SUSAN HUNT | CONTRIBUTOR

This is part 2 in a series of posts. The following excerpts are from pages 23-27 of Heirs of the Covenant.

When Heirs of the Covenant was written in 1998 our children were six and three years old and my husband and I were ministering in a young church plant. I read this book as an earnest mom seeking ways to disciple her children. I was challenged to think how we could, by God’s grace, live out the content of the covenant in the context of our little home and new church community. Two years later I was recruited to be a women’s ministry trainer and this book framed the curriculum we developed to help women think biblically and live covenantally in the home, church, and community. I am thankful the imprint of its timeless truths is still deeply impressed upon my life and ministry. — Karen Hodge

Place and Presence

Gene and I recently built a new home…We designed a house with lots of “gathering space” for our children and grandchildren. It was thrilling to watch the architect’s plans become a foundation, then a frame, and finally a house…But it is the presence of our family that makes the place wonderful.

Creation was the house. Adam and Eve were the children. God did not prepare the place and leave. He visited the place He prepared for Adam and Eve. He talked with them. The place was magnificently beautiful, but the splendor of it was God’s presence. His presence gave it purpose. His presence made it safe. His presence filled it with joy and love. His presence gave it life.

It was not man’s presence that made the place glorious. It was God’s presence.

The Covenant of Works

When God created Adam, He made a covenant with him. A covenant is a binding agreement with specific terms. The promise was God’s presence…The condition was perfect obedience… While Adam and Eve lived in God’s presence, they reflected His glory to one another and to creation. So they lived in harmony with one another and with creation.

But Adam ate the forbidden fruit. He broke covenant. His covenant-breaking severed his perfect relationship with God. Because God is holy, there can be nothing unholy in His presence. His holiness will consume anything unholy. Now when Adam and Eve faced each other, and when they faced creation, they reflected their own selfishness. Adam was our representative in the covenant agreement. The consequences of His covenant-breaking thundered through creation, through history, and into every human heart.

The Covenant of Grace

One night after hearing the story of Adam and Eve, our three-year-old grandson Mac prayed, “Dear God, please let Adam and Eve go back to the Garden.”

The good news is that God did just that… He made a way for them to return to His presence.

God was not obligated to do anything. He could have turned away from the creature and the creation.
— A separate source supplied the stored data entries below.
//! Higher-order array forms: map, filter, reduce, find, some, every
//! (spec §4.7). Dispatched by name *before* generic registry lookup,
//! because their second argument is a Lambda (or lambda-shaped expression)
//! rather than a pre-evaluated Value.

use super::{EvalContext, Evaluator};
use crate::ast::{Expr, ExprKind};
use crate::error::{Error, Result};
use crate::value::Value;

/// Returns `Some(result)` if `name` names a higher-order form, `None`
/// otherwise (the caller should fall back to generic function dispatch).
pub fn dispatch(
    evaluator: &Evaluator,
    name: &str,
    args: &[Expr],
    ctx: &mut EvalContext,
) -> Option<Result<Value>> {
    match name {
        "map" => Some(do_map(evaluator, args, ctx)),
        "filter" => Some(do_filter(evaluator, args, ctx)),
        "reduce" => Some(do_reduce(evaluator, args, ctx)),
        "find" => Some(do_find(evaluator, args, ctx)),
        "some" => Some(do_some(evaluator, args, ctx)),
        "every" => Some(do_every(evaluator, args, ctx)),
        _ => None,
    }
}

fn eval_list(evaluator: &Evaluator, args: &[Expr], name: &str, ctx: &mut EvalContext) -> Result<Vec<Value>> {
    match evaluator.evaluate(&args[0], ctx)? {
        Value::List(items) => Ok(items),
        other => Err(Error::type_mismatch(name, "List", other.type_name(), 0)),
    }
}

/// Extracts `(param names, body)` for a callable at `args[idx]`. If it's a
/// Lambda node its own params/body are used (arity-checked); otherwise the
/// expression itself is the body, `default_params` names the implicit
/// parameters, and subsequent String-literal arguments may override them.
fn extract_callable(
    evaluator: &Evaluator,
    args: &[Expr],
    idx: usize,
    default_params: &[&str],
    name: &str,
    ctx: &mut EvalContext,
) -> Result<(Vec<String>, Expr)> {
    match &args[idx].kind {
        ExprKind::Lambda { params, body } => {
            if params.len() != default_params.len() {
                return Err(Error::argument_count(
                    name,
                    format!("a {}-parameter lambda", default_params.len()),
                    params.len(),
                ));
            }
            Ok((params.clone(), (**body).clone()))
        }
        _ => {
            let mut names: Vec<String> = default_params.iter().map(|s| s.to_string()).collect();
            for (i, extra) in args[idx + 1..].iter().enumerate() {
                if i >= names.len() {
                    break;
                }
                match evaluator.evaluate(extra, ctx)? {
                    Value::String(s) => names[i] = s,
                    other => {
                        return Err(Error::type_mismatch(name, "String", other.type_name(), idx + 1 + i))
                    }
                }
            }
            Ok((names, args[idx].clone()))
        }
    }
}

fn save(ctx: &EvalContext, name: &str) -> Option<Value> {
    ctx.variables.get(name).cloned()
}

fn restore(ctx: &mut EvalContext, name: &str, previous: Option<Value>) {
    match previous {
        Some(v) => {
            ctx.variables.insert(name.to_string(), v);
        }
        None => {
            ctx.variables.remove(name);
        }
    }
}

fn do_map(evaluator: &Evaluator, args: &[Expr], ctx: &mut EvalContext) -> Result<Value> {
    if args.len() < 2 || args.len() > 3 {
        return Err(Error::argument_count("map", "2-3", args.len()));
    }
    let list = eval_list(evaluator, args, "map", ctx)?;
    let (params, body) = extract_callable(evaluator, args, 1, &["x"], "map", ctx)?;
    let param = params[0].clone();
    let previous = save(ctx, &param);
    let mut out = Vec::with_capacity(list.len());
    let result = (|| -> Result<()> {
        for item in list {
            ctx.variables.insert(param.clone(), item);
            out.push(evaluator.evaluate(&body, ctx)?);
        }
        Ok(())
    })();
    restore(ctx, &param, previous);
    result?;
    Ok(Value::List(out))
}

fn do_filter(evaluator: &Evaluator, args: &[Expr], ctx: &mut EvalContext) -> Result<Value> {
    if args.len() < 2 || args.len() > 3 {
        return Err(Error::argument_count("filter", "2-3", args.len()));
    }
    let list = eval_list(evaluator, args, "filter", ctx)?;
    let (params, body) = extract_callable(evaluator, args, 1, &["x"], "filter", ctx)?;
    let param = params[0].clone();
    let previous = save(ctx, &param);
    let mut out = Vec::new();
    let result = (|| -> Result<()> {
        for item in list {
            ctx.variables.insert(param.clone(), item.clone());
            if evaluator.evaluate(&body, ctx)?.is_truthy() {
                out.push(item);
            }
        }
        Ok(())
    })();
    restore(ctx, &param, previous);
    result?;
    Ok(Value::List(out))
}

fn do_reduce(evaluator: &Evaluator, args: &[Expr], ctx: &mut EvalContext) -> Result<Value> {
    if args.len() < 3 || args.len() > 5 {
        return Err(Error::argument_count("reduce", "3-5", args.len()));
    }
    let list = eval_list(evaluator, args, "reduce", ctx)?;
    let mut acc = evaluator.evaluate(&args[1], ctx)?;
    let (params, body) = extract_callable(evaluator, args, 2, &["acc", "x"], "reduce", ctx)?;
    let acc_name = params[0].clone();
    let elem_name = params[1].clone();
    let prev_acc = save(ctx, &acc_name);
    let prev_elem = save(ctx, &elem_name);
    let result = (|| -> Result<Value> {
        for item in list {
            ctx.variables.insert(acc_name.clone(), acc);
            ctx.variables.insert(elem_name.clone(), item);
            acc = evaluator.evaluate(&body, ctx)?;
        }
        Ok(acc)
    })();
    restore(ctx, &acc_name, prev_acc);
    restore(ctx, &elem_name, prev_elem);
    result
}

fn do_find(evaluator: &Evaluator, args: &[Expr], ctx: &mut EvalContext) -> Result<Value> {
    if args.len() < 2 || args.len() > 3 {
        return Err(Error::argument_count("find", "2-3", args.len()));
    }
    let list = eval_list(evaluator, args, "find", ctx)?;
    let (params, body) = extract_callable(evaluator, args, 1, &["x"], "find", ctx)?;
    let param = params[0].clone();
    let previous = save(ctx, &param);
    let mut found = Value::Null;
    let result = (|| -> Result<()> {
        for item in list {
            ctx.variables.insert(param.clone(), item.clone());
            if evaluator.evaluate(&body, ctx)?.is_truthy() {
                found = item;
                break;
            }
        }
        Ok(())
    })();
    restore(ctx, &param, previous);
    result?;
    Ok(found)
}

fn do_some(evaluator: &Evaluator, args: &[Expr], ctx: &mut EvalContext) -> Result<Value> {
    if args.len() < 2 || args.len() > 3 {
        return Err(Error::argument_count("some", "2-3", args.len()));
    }
    let list = eval_list(evaluator, args, "some", ctx)?;
    let (params, body) = extract_callable(evaluator, args, 1, &["x"], "some", ctx)?;
    let param = params[0].clone();
    let previous = save(ctx, &param);
    let mut any = false;
    let result = (|| -> Result<()> {
        for item in list {
            ctx.variables.insert(param.clone(), item);
            if evaluator.evaluate(&body, ctx)?.is_truthy() {
                any = true;
                break;
            }
        }
        Ok(())
    })();
    restore(ctx, &param, previous);
    result?;
    Ok(Value::Bool(any))
}

fn do_every(evaluator: &Evaluator, args: &[Expr], ctx: &mut EvalContext) -> Result<Value> {
    if args.len() < 2 || args.len() > 3 {
        return Err(Error::argument_count("every", "2-3", args.len()));
    }
    let list = eval_list(evaluator, args, "every", ctx)?;
    let (params, body) = extract_callable(evaluator, args, 1, &["x"], "every", ctx)?;
    let param = params[0].clone();
    let previous = save(ctx, &param);
    let mut all = true;
    let result = (|| -> Result<()> {
        for item in list {
            ctx.variables.insert(param.clone(), item);
            if !evaluator.evaluate(&body, ctx)?.is_truthy() {
                all = false;
                break;
            }
        }
        Ok(())
    })();
    restore(ctx, &param, previous);
    result?;
    Ok(Value::Bool(all))
}
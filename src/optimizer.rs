// ABOUTME: Optimizer — pure constant-folding pass over the parsed AST
// ABOUTME: (spec §4.3); never mutates its input, may share unchanged nodes.

use crate::ast::{BinaryOp, Expr, ExprKind, Literal, UnaryOp};
use crate::value::Value;

/// Counters returned alongside the optimized tree, useful for diagnostics
/// and benchmarking; not load-bearing for correctness.
#[derive(Debug, Clone, Copy, Default, PartialEq, Eq)]
pub struct Stats {
    pub visited: usize,
    pub folded: usize,
}

pub struct Optimizer {
    stats: Stats,
}

impl Optimizer {
    pub fn new() -> Self {
        Self {
            stats: Stats::default(),
        }
    }

    pub fn stats(&self) -> Stats {
        self.stats
    }

    /// Fold `expr` into a new, independent AST. The source tree is left
    /// untouched.
    pub fn optimize(&mut self, expr: &Expr) -> Expr {
        self.stats.visited += 1;
        match &expr.kind {
            ExprKind::Literal(_) => expr.clone(),

            ExprKind::List(items) => {
                let folded: Vec<Expr> = items.iter().map(|i| self.optimize(i)).collect();
                Expr::new(ExprKind::List(folded), expr.token.clone())
            }

            ExprKind::Unary { op, operand } => {
                let operand = self.optimize(operand);
                if let Some(lit) = operand.as_literal() {
                    if let Some(folded) = fold_unary(*op, lit) {
                        self.stats.folded += 1;
                        return Expr::new(ExprKind::Literal(folded), expr.token.clone());
                    }
                }
                Expr::new(
                    ExprKind::Unary {
                        op: *op,
                        operand: Box::new(operand),
                    },
                    expr.token.clone(),
                )
            }

            ExprKind::Binary { op, left, right } => {
                let left = self.optimize(left);
                let right = self.optimize(right);
                if let (Some(l), Some(r)) = (left.as_literal(), right.as_literal()) {
                    if let Some(folded) = fold_binary(*op, l, r) {
                        self.stats.folded += 1;
                        return Expr::new(ExprKind::Literal(folded), expr.token.clone());
                    }
                }
                Expr::new(
                    ExprKind::Binary {
                        op: *op,
                        left: Box::new(left),
                        right: Box::new(right),
                    },
                    expr.token.clone(),
                )
            }

            ExprKind::In {
                left,
                right,
                negated,
            } => {
                let left = self.optimize(left);
                let right = self.optimize(right);
                if let (Some(l), ExprKind::List(items)) = (left.as_literal(), &right.kind) {
                    if items.iter().all(|i| i.is_literal()) {
                        let lv = literal_to_value(l);
                        let found = items.iter().any(|i| {
                            let rv = literal_to_value(i.as_literal().unwrap());
                            lv.values_equal(&rv)
                        });
                        self.stats.folded += 1;
                        return Expr::new(
                            ExprKind::Literal(Literal::Bool(found != *negated)),
                            expr.token.clone(),
                        );
                    }
                }
                Expr::new(
                    ExprKind::In {
                        left: Box::new(left),
                        right: Box::new(right),
                        negated: *negated,
                    },
                    expr.token.clone(),
                )
            }

            ExprKind::Regex {
                left,
                pattern,
                negated,
            } => {
                let left = self.optimize(left);
                let pattern = self.optimize(pattern);
                Expr::new(
                    ExprKind::Regex {
                        left: Box::new(left),
                        pattern: Box::new(pattern),
                        negated: *negated,
                    },
                    expr.token.clone(),
                )
            }

            ExprKind::Grouped(inner) => {
                let inner = self.optimize(inner);
                if inner.is_literal() {
                    self.stats.folded += 1;
                    inner
                } else {
                    Expr::new(ExprKind::Grouped(Box::new(inner)), expr.token.clone())
                }
            }

            ExprKind::FunctionCall { name, args } => {
                let folded_args: Vec<Expr> = args.iter().map(|a| self.optimize(a)).collect();
                Expr::new(
                    ExprKind::FunctionCall {
                        name: name.clone(),
                        args: folded_args,
                    },
                    expr.token.clone(),
                )
            }

            ExprKind::Index { container, index } => {
                let container = self.optimize(container);
                let index = self.optimize(index);
                if let (ExprKind::List(items), Some(Literal::Int(i))) =
                    (&container.kind, index.as_literal())
                {
                    if *i >= 0 && (*i as usize) < items.len() {
                        self.stats.folded += 1;
                        return items[*i as usize].clone();
                    }
                }
                Expr::new(
                    ExprKind::Index {
                        container: Box::new(container),
                        index: Box::new(index),
                    },
                    expr.token.clone(),
                )
            }

            ExprKind::Member { object, property } => {
                let object = self.optimize(object);
                Expr::new(
                    ExprKind::Member {
                        object: Box::new(object),
                        property: property.clone(),
                    },
                    expr.token.clone(),
                )
            }

            ExprKind::Identifier(_) | ExprKind::JsonPath { .. } | ExprKind::Lambda { .. } => {
                expr.clone()
            }
        }
    }
}

impl Default for Optimizer {
    fn default() -> Self {
        Self::new()
    }
}

fn literal_to_value(lit: &Literal) -> Value {
    match lit {
        Literal::Int(n) => Value::Int(*n),
        Literal::Float(n) => Value::Float(*n),
        Literal::String(s) => Value::String(s.clone()),
        Literal::Bool(b) => Value::Bool(*b),
        Literal::Null => Value::Null,
    }
}

fn fold_unary(op: UnaryOp, operand: &Literal) -> Option<Literal> {
    let v = literal_to_value(operand);
    match op {
        UnaryOp::Not => Some(Literal::Bool(!v.is_truthy())),
        UnaryOp::Neg => match v {
            Value::Int(n) => Some(Literal::Int(-n)),
            Value::Float(n) => Some(Literal::Float(-n)),
            _ => None,
        },
    }
}

fn fold_binary(op: BinaryOp, left: &Literal, right: &Literal) -> Option<Literal> {
    let l = literal_to_value(left);
    let r = literal_to_value(right);

    match op {
        BinaryOp::And => return Some(Literal::Bool(l.is_truthy() && r.is_truthy())),
        BinaryOp::Or => return Some(Literal::Bool(l.is_truthy() || r.is_truthy())),
        BinaryOp::Eq => return Some(Literal::Bool(l.values_equal(&r))),
        BinaryOp::NotEq => return Some(Literal::Bool(!l.values_equal(&r))),
        _ => {}
    }

    if matches!(op, BinaryOp::Lt | BinaryOp::Le | BinaryOp::Gt | BinaryOp::Ge) {
        let ordering = l.compare(&r)?;
        let result = match op {
            BinaryOp::Lt => ordering.is_lt(),
            BinaryOp::Le => ordering.is_le(),
            BinaryOp::Gt => ordering.is_gt(),
            BinaryOp::Ge => ordering.is_ge(),
            _ => unreachable!(),
        };
        return Some(Literal::Bool(result));
    }

    if op == BinaryOp::Add {
        if let (Value::String(a), Value::String(b)) = (&l, &r) {
            return Some(Literal::String(format!("{}{}", a, b)));
        }
    }

    if matches!(op, BinaryOp::Add | BinaryOp::Sub | BinaryOp::Mul) && l.is_numeric() && r.is_numeric() {
        let both_int = matches!(l, Value::Int(_)) && matches!(r, Value::Int(_));
        if both_int {
            let (a, b) = (as_i64(&l), as_i64(&r));
            let result = match op {
                BinaryOp::Add => a.checked_add(b),
                BinaryOp::Sub => a.checked_sub(b),
                BinaryOp::Mul => a.checked_mul(b),
                _ => unreachable!(),
            };
            return result.map(Literal::Int);
        } else {
            let (a, b) = (l.as_f64().unwrap(), r.as_f64().unwrap());
            let result = match op {
                BinaryOp::Add => a + b,
                BinaryOp::Sub => a - b,
                BinaryOp::Mul => a * b,
                _ => unreachable!(),
            };
            return Some(Literal::Float(result));
        }
    }

    // Division and modulo by a literal zero are deliberately left unfolded
    // so the evaluator reports DivisionByZero at evaluation time.
    if op == BinaryOp::Div && l.is_numeric() && r.is_numeric() {
        let divisor = r.as_f64().unwrap();
        if divisor == 0.0 {
            return None;
        }
        return Some(Literal::Float(l.as_f64().unwrap() / divisor));
    }

    if op == BinaryOp::Mod {
        if let (Value::Int(a), Value::Int(b)) = (&l, &r) {
            if *b == 0 {
                return None;
            }
            return Some(Literal::Int(a % b));
        }
    }

    None
}

fn as_i64(v: &Value) -> i64 {
    match v {
        Value::Int(n) => *n,
        _ => unreachable!("caller guarantees Int"),
    }
}

#[cfg(test)]
mod tests {
    use super::*;
    use crate::parser::parse;

    fn optimize_source(src: &str) -> Expr {
        let ast = parse(src).unwrap();
        Optimizer::new().optimize(&ast)
    }

    #[test]
    fn folds_constant_arithmetic() {
        let expr = optimize_source("1 + 2 * 3");
        assert_eq!(expr.to_string(), "7");
    }

    #[test]
    fn does_not_fold_division_by_literal_zero() {
        let expr = optimize_source("1 / 0");
        match expr.kind {
            ExprKind::Binary { op: BinaryOp::Div, .. } => {}
            other => panic!("expected unfolded Div, got {:?}", other),
        }
    }

    #[test]
    fn does_not_fold_modulo_by_literal_zero() {
        let expr = optimize_source("5 % 0");
        match expr.kind {
            ExprKind::Binary { op: BinaryOp::Mod, .. } => {}
            other => panic!("expected unfolded Mod, got {:?}", other),
        }
    }

    #[test]
    fn folds_in_over_literal_list() {
        let expr = optimize_source("2 IN [1, 2, 3]");
        assert_eq!(expr.to_string(), "true");
    }

    #[test]
    fn folds_list_index_in_range() {
        let expr = optimize_source("[10, 20, 30][1]");
        assert_eq!(expr.to_string(), "20");
    }

    #[test]
    fn leaves_out_of_range_index_unfolded() {
        let expr = optimize_source("[10, 20][5]");
        match expr.kind {
            ExprKind::Index { .. } => {}
            other => panic!("expected unfolded Index, got {:?}", other),
        }
    }

    #[test]
    fn does_not_evaluate_function_calls_but_folds_their_arguments() {
        let expr = optimize_source("len(1 + 1)");
        match &expr.kind {
            ExprKind::FunctionCall { args, .. } => {
                assert_eq!(args[0].to_string(), "2");
            }
            other => panic!("expected FunctionCall, got {:?}", other),
        }
    }

    #[test]
    fn leaves_identifiers_and_jsonpaths_unfolded() {
        let expr = optimize_source("x + $.y");
        match expr.kind {
            ExprKind::Binary { .. } => {}
            other => panic!("expected unfolded Binary, got {:?}", other),
        }
    }

    #[test]
    fn tracks_stats() {
        let ast = parse("1 + 2").unwrap();
        let mut opt = Optimizer::new();
        let _ = opt.optimize(&ast);
        assert!(opt.stats().visited > 0);
        assert_eq!(opt.stats().folded, 1);
    }
}
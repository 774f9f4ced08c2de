// ABOUTME: Shared argument-extraction helpers for the builtin categories,
// ABOUTME: grounded on the teacher's per-category `builtin_*` arg-checking
// ABOUTME: idiom (arithmetic.rs, types.rs) generalized with position context.

use crate::error::{
    Error, Result, ARITY_AT_LEAST_ONE, ARITY_ONE, ARITY_ONE_OR_TWO, ARITY_THREE, ARITY_TWO,
    ARITY_TWO_OR_THREE,
};
use crate::value::Value;

/// The common exact arities have allocation-free constant strings
/// (`error.rs`); anything else falls back to a formatted string.
fn exact_arity_str(expected: usize) -> String {
    match expected {
        1 => ARITY_ONE.to_string(),
        2 => ARITY_TWO.to_string(),
        3 => ARITY_THREE.to_string(),
        other => other.to_string(),
    }
}

fn range_arity_str(min: usize, max: usize) -> String {
    match (min, max) {
        (1, 2) => ARITY_ONE_OR_TWO.to_string(),
        (2, 3) => ARITY_TWO_OR_THREE.to_string(),
        _ => format!("{}-{}", min, max),
    }
}

pub fn arity_exact(name: &str, args: &[Value], expected: usize) -> Result<()> {
    if args.len() != expected {
        return Err(Error::argument_count(name, exact_arity_str(expected), args.len()));
    }
    Ok(())
}

pub fn arity_range(name: &str, args: &[Value], min: usize, max: usize) -> Result<()> {
    if args.len() < min || args.len() > max {
        return Err(Error::argument_count(name, range_arity_str(min, max), args.len()));
    }
    Ok(())
}

pub fn arity_min(name: &str, args: &[Value], min: usize) -> Result<()> {
    if args.len() < min {
        let expected = if min == 1 {
            ARITY_AT_LEAST_ONE.to_string()
        } else {
            format!("at least {}", min)
        };
        return Err(Error::argument_count(name, expected, args.len()));
    }
    Ok(())
}

pub fn as_f64(name: &str, args: &[Value], pos: usize) -> Result<f64> {
    args[pos]
        .as_f64()
        .ok_or_else(|| Error::type_mismatch(name, "Numeric", args[pos].type_name(), pos))
}

pub fn as_i64(name: &str, args: &[Value], pos: usize) -> Result<i64> {
    match &args[pos] {
        Value::Int(n) => Ok(*n),
        Value::Float(n) if n.fract() == 0.0 => Ok(*n as i64),
        other => Err(Error::type_mismatch(name, "Int", other.type_name(), pos)),
    }
}

pub fn as_str<'a>(name: &str, args: &'a [Value], pos: usize) -> Result<&'a str> {
    match &args[pos] {
        Value::String(s) => Ok(s.as_str()),
        other => Err(Error::type_mismatch(name, "String", other.type_name(), pos)),
    }
}

pub fn as_list<'a>(name: &str, args: &'a [Value], pos: usize) -> Result<&'a [Value]> {
    match &args[pos] {
        Value::List(items) => Ok(items.as_slice()),
        other => Err(Error::type_mismatch(name, "List", other.type_name(), pos)),
    }
}

/// Resolves a possibly-negative list index against `len`, per the
/// substr/slice/at convention ("negative indices wrap from the end").
pub fn resolve_index(index: i64, len: usize) -> Option<usize> {
    if index >= 0 {
        let i = index as usize;
        if i < len {
            Some(i)
        } else {
            None
        }
    } else {
        let from_end = index.checked_neg()? as usize;
        if from_end <= len {
            Some(len - from_end)
        } else {
            None
        }
    }
}

/// Folds a numeric accumulation, preserving Int if every input was Int
/// (per §3.2's promotion rule: float only "infects" when one side is).
pub fn numeric_fold(values: &[Value], identity_int: i64, op: fn(f64, f64) -> f64) -> Value {
    let all_int = values.iter().all(|v| matches!(v, Value::Int(_)));
    if all_int {
        let mut acc = identity_int;
        for v in values {
            if let Value::Int(n) = v {
                acc = op(acc as f64, *n as f64) as i64;
            }
        }
        Value::Int(acc)
    } else {
        let mut acc = identity_int as f64;
        for v in values {
            if let Some(n) = v.as_f64() {
                acc = op(acc, n);
            }
        }
        Value::Float(acc)
    }
}
//! JSONPath resolution against the payload's parsed JSON form (spec §4.5).
//!
//! The parser preserves bracket notation textually in the canonical path
//! string; this module performs the dotted rewrite at resolution time:
//! strip the leading `$`, convert `[N]`/`["K"]`/`['K']` to `.N`/`.K`,
//! collapse repeated dots.

use crate::value::Value;
use std::rc::Rc;

pub fn resolve(path: &str, payload: &serde_json::Value) -> Value {
    let rewritten = rewrite(path);
    if rewritten.is_empty() {
        return json_to_value(payload);
    }
    let mut current = payload;
    for segment in rewritten.split('.') {
        if segment.is_empty() {
            continue;
        }
        match current {
            serde_json::Value::Object(map) => match map.get(segment) {
                Some(v) => current = v,
                None => return Value::Null,
            },
            serde_json::Value::Array(items) => match segment.parse::<usize>() {
                Ok(i) => match items.get(i) {
                    Some(v) => current = v,
                    None => return Value::Null,
                },
                Err(_) => return Value::Null,
            },
            _ => return Value::Null,
        }
    }
    json_to_value(current)
}

fn rewrite(path: &str) -> String {
    let stripped = path.strip_prefix('$').unwrap_or(path);
    let stripped = stripped.strip_prefix('.').unwrap_or(stripped);

    let chars: Vec<char> = stripped.chars().collect();
    let mut out = String::new();
    let mut i = 0;
    while i < chars.len() {
        if chars[i] == '[' {
            let mut j = i + 1;
            while j < chars.len() && chars[j] != ']' {
                j += 1;
            }
            let inner: String = chars[i + 1..j].iter().collect();
            let inner = inner.trim_matches(|c| c == '"' || c == '\'');
            if !out.is_empty() && !out.ends_with('.') {
                out.push('.');
            }
            out.push_str(inner);
            i = j + 1;
        } else {
            out.push(chars[i]);
            i += 1;
        }
    }

    let mut collapsed = String::new();
    let mut last_was_dot = false;
    for c in out.chars() {
        if c == '.' {
            if last_was_dot {
                continue;
            }
            last_was_dot = true;
        } else {
            last_was_dot = false;
        }
        collapsed.push(c);
    }
    collapsed.trim_matches('.').to_string()
}

/// Converts a `serde_json::Value` into AMEL's runtime `Value`, per spec
/// §3.2/§4.5: whole-number floats normalize to Int; objects become `Any`
/// (Member access resolves against them without further conversion).
pub fn json_to_value(v: &serde_json::Value) -> Value {
    match v {
        serde_json::Value::Null => Value::Null,
        serde_json::Value::Bool(b) => Value::Bool(*b),
        serde_json::Value::Number(n) => {
            if let Some(i) = n.as_i64() {
                Value::Int(i)
            } else if let Some(f) = n.as_f64() {
                if f.fract() == 0.0 {
                    Value::Int(f as i64)
                } else {
                    Value::Float(f)
                }
            } else {
                Value::Null
            }
        }
        serde_json::Value::String(s) => Value::String(s.clone()),
        serde_json::Value::Array(items) => Value::List(items.iter().map(json_to_value).collect()),
        serde_json::Value::Object(_) => Value::Any(Rc::new(v.clone())),
    }
}

#[cfg(test)]
mod tests {
    use super::*;
    use serde_json::json;

    #[test]
    fn resolves_nested_dotted_path() {
        let payload = json!({"user": {"age": 25}});
        let result = resolve("$.user.age", &payload);
        assert!(matches!(result, Value::Int(25)));
    }

    #[test]
    fn resolves_bracket_index_and_quoted_key() {
        let payload = json!({"users": [{"name": "Ada"}]});
        let result = resolve("$.users[0][\"name\"]", &payload);
        assert_eq!(result.to_string(), "Ada");
    }

    #[test]
    fn missing_path_yields_null_not_error() {
        let payload = json!({"user": {}});
        let result = resolve("$.user.missing.deeper", &payload);
        assert!(matches!(result, Value::Null));
    }

    #[test]
    fn bare_dollar_resolves_whole_payload() {
        let payload = json!({"a": 1});
        let result = resolve("$", &payload);
        assert!(matches!(result, Value::Any(_)));
    }

    #[test]
    fn whole_number_float_normalizes_to_int() {
        let payload = json!({"n": 4.0});
        let result = resolve("$.n", &payload);
        assert!(matches!(result, Value::Int(4)));
    }
}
Instead He intervened. He came to the Garden. He called to the man. And He clothed Adam and Eve in garments of skin (Genesis 3:8, 9, 21). Here is the essence of the covenant of grace—God came, He called, He clothed. God comes to us while we are dead in our trespasses and sins (Ephesians 2:1-9). He calls us into a relationship with Himself (Acts 2:38-39). And He covers our guilt with the perfect righteousness of Christ so that we can once again live in His presence (Isaiah 61:10)—glorious, sovereign grace from beginning to end.

It has to be that way. The penalty of sin is death. And dead people can do nothing—absolutely nothing—to regain life.

As The Westminster Confession of Faith says:

 The distance between God and the creature is so great, that although reasonable creatures do owe obedience unto Him as their Creator, yet they could never have any fruition of Him as their blessedness and reward, but by some voluntary condescension on God’s part, which He hath been pleased to express by way of covenant.

 When God came to the Garden, He made a promise to the man, and He pronounced a curse upon Satan. “I will put enmity between you and the woman, and between your offspring and hers; he will crush your head, and you will strike his heel” (Genesis 3:15).

This was not the establishment of the covenant of grace; it was the revelation of that covenant… The covenant was not an afterthought. The divine agreement to redeem man was in place before man was created. Jesus, the Mediator and Head of this covenant, is the “Lamb that was slain from the creation of the world” (Revelation 18:8)… Neither were the beneficiaries of the covenant an afterthought. “For He chose us in Him before the creation of the world to be holy and blameless in His sight. In love He predestined us to be adopted as His sons through Jesus Christ, in accordance with His pleasure and will—to the praise of His glorious grace, which He has freely given us in the One He loves” (Ephesians 1:4-6).

Nineteen years later: We retired and built another home next door to the original house where our daughter and her family now live. We downsized everything except the “gathering space” which is actually larger because there are more grandchildren plus the anticipation of great-grandchildren! Living covenantally compelled this decision.

Reflections for Women’s Ministry

Do you think of God as a task-master who evaluates your performance, or as a loving Father who chose you, redeemed you, and delights in you because you are His?

When you think of His electing and redeeming and sustaining love, how does this affect your relationships and ministry?

What are some ways your women’s ministry can cultivate a welcoming environment where people are encouraged to gather and show His love to one another?